**REQUIREMENT:** Output exactly the lines below, starting with the line that has "filename crates/shopcollect-scraper/src/locator.rs" and going on through the line that has "once, without waiting.", both included, and no other lines.

Stored items:
----

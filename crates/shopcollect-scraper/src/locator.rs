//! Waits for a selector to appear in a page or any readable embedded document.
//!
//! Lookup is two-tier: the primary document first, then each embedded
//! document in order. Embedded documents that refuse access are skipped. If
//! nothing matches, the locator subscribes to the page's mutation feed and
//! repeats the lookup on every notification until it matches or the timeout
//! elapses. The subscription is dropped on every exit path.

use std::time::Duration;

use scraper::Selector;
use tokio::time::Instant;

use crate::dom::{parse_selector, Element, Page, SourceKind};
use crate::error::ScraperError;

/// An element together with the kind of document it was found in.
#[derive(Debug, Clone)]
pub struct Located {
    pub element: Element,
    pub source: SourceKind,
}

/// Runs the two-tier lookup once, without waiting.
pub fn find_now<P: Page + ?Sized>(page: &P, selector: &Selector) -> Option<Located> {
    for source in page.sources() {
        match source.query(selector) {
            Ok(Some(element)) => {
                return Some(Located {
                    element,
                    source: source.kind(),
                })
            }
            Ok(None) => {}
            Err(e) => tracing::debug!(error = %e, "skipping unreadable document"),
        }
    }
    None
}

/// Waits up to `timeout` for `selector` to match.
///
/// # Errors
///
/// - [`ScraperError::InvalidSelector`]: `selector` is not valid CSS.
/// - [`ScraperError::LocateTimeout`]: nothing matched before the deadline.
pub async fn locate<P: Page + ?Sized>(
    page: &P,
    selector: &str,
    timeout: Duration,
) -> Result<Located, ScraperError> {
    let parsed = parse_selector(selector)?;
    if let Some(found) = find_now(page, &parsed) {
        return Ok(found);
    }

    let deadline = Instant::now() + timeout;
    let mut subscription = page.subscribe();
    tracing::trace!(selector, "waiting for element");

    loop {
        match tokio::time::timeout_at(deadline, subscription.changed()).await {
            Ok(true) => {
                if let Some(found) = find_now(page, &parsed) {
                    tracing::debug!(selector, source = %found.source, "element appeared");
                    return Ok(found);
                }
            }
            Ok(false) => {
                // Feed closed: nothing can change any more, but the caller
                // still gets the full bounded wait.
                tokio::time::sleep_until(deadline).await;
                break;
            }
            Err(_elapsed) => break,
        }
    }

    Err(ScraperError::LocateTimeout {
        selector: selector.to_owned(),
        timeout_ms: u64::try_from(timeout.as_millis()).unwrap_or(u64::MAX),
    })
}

----

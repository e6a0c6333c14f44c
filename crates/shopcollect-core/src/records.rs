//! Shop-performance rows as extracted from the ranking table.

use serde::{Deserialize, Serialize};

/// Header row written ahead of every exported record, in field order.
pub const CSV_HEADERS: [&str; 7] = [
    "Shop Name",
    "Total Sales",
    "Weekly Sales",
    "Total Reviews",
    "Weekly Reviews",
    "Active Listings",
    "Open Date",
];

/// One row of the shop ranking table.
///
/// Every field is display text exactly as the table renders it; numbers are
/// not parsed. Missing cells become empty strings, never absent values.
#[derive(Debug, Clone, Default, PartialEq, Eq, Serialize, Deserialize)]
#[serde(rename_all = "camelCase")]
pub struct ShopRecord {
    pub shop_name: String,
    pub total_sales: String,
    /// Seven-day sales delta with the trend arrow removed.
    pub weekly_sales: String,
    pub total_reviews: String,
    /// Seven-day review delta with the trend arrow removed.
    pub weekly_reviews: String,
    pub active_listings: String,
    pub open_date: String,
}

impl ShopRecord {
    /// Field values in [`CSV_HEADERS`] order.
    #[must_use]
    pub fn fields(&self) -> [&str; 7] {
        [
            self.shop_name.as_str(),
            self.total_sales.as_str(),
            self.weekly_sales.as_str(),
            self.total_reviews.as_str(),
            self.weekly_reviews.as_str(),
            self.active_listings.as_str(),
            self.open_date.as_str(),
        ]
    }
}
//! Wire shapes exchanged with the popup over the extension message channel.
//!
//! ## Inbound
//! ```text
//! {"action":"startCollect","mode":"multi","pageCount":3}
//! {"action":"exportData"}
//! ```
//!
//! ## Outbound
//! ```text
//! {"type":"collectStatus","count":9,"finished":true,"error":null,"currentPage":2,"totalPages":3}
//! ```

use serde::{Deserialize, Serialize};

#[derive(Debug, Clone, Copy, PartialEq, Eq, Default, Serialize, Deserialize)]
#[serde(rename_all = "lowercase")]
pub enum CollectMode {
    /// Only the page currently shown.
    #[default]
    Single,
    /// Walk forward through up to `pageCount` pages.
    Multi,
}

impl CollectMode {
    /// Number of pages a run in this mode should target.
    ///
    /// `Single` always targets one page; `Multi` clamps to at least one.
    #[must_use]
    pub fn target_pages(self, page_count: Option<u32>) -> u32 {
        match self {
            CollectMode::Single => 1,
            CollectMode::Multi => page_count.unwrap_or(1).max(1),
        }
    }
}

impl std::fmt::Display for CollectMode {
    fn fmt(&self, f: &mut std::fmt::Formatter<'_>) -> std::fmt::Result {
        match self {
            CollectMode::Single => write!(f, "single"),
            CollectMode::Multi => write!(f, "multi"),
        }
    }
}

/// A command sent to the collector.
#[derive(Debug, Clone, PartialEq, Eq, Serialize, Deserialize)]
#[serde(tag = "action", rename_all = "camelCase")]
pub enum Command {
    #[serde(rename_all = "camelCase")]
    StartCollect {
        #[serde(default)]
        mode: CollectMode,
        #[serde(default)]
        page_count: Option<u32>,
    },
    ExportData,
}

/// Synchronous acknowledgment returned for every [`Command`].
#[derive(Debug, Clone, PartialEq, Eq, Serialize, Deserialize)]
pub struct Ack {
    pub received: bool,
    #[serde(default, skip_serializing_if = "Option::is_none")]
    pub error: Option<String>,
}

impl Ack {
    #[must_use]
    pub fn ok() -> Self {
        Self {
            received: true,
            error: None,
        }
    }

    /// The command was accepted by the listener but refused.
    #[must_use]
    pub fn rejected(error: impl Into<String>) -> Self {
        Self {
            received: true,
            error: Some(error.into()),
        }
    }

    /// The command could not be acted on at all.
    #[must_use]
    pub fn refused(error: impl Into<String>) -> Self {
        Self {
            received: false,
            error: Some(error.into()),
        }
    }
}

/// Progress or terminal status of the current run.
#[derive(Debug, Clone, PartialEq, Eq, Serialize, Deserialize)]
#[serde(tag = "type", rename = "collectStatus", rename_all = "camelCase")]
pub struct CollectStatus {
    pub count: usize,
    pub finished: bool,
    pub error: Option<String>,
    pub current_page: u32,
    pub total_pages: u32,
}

----

**ANSWER TO THIS PROBLEM:**
filename crates/shopcollect-scraper/src/locator.rs
//! Waits for a selector to appear in a page or any readable embedded document.
//!
//! Lookup is two-tier: the primary document first, then each embedded
//! document in order. Embedded documents that refuse access are skipped. If
//! nothing matches, the locator subscribes to the page's mutation feed and
//! repeats the lookup on every notification until it matches or the timeout
//! elapses. The subscription is dropped on every exit path.

use std::time::Duration;

use scraper::Selector;
use tokio::time::Instant;

use crate::dom::{parse_selector, Element, Page, SourceKind};
use crate::error::ScraperError;

/// An element together with the kind of document it was found in.
#[derive(Debug, Clone)]
pub struct Located {
    pub element: Element,
    pub source: SourceKind,
}

/// Runs the two-tier lookup once, without waiting.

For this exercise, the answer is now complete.